**PROBLEM DESCRIPTION**
Your whole answer should be the number of lines in the material below that include the word "EnvFilter".

#### MATERIAL FOR THIS EXERCISE

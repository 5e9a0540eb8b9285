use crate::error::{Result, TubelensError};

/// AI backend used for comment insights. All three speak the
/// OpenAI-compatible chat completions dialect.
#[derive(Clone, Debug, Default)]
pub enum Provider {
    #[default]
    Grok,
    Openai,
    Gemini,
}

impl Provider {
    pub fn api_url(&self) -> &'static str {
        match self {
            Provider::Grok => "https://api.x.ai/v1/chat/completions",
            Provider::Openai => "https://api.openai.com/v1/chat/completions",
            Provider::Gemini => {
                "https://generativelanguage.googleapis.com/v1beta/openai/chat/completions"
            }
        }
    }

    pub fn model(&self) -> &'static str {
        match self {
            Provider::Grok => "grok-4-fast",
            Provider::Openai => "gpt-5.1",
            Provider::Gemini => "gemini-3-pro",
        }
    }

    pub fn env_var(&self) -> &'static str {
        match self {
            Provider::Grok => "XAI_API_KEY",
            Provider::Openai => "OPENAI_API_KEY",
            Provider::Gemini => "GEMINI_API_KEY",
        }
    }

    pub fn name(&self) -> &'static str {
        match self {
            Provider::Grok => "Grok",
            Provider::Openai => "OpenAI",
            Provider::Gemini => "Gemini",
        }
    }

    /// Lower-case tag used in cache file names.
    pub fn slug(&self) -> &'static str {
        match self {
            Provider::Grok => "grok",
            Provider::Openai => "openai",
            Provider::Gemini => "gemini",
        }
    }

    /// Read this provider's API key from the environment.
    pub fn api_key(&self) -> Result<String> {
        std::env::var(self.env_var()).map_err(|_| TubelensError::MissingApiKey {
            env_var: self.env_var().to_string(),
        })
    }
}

########
#### MATERIAL FOR THIS EXERCISE

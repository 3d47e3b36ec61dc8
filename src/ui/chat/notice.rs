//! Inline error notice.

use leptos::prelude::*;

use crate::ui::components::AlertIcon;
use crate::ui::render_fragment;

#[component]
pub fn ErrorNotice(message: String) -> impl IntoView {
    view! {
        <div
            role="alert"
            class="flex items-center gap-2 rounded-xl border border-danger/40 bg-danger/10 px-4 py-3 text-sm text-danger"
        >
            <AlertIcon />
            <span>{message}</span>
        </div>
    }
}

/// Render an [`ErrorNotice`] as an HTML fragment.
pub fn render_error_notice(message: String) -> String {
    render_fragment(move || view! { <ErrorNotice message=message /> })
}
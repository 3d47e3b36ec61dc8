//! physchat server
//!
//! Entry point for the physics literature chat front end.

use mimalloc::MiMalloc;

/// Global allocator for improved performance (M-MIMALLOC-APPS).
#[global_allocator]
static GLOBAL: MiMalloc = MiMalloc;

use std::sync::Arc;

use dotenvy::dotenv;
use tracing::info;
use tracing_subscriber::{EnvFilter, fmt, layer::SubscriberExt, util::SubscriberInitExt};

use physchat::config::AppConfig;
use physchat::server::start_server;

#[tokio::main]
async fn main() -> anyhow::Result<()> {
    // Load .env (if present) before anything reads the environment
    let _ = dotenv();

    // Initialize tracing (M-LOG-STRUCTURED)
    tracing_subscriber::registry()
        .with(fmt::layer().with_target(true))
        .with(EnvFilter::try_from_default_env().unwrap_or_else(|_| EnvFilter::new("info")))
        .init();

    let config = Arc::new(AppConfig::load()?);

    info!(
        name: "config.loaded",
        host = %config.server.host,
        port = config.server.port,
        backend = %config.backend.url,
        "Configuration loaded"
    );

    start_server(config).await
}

########

**TASK OUTPUT**
2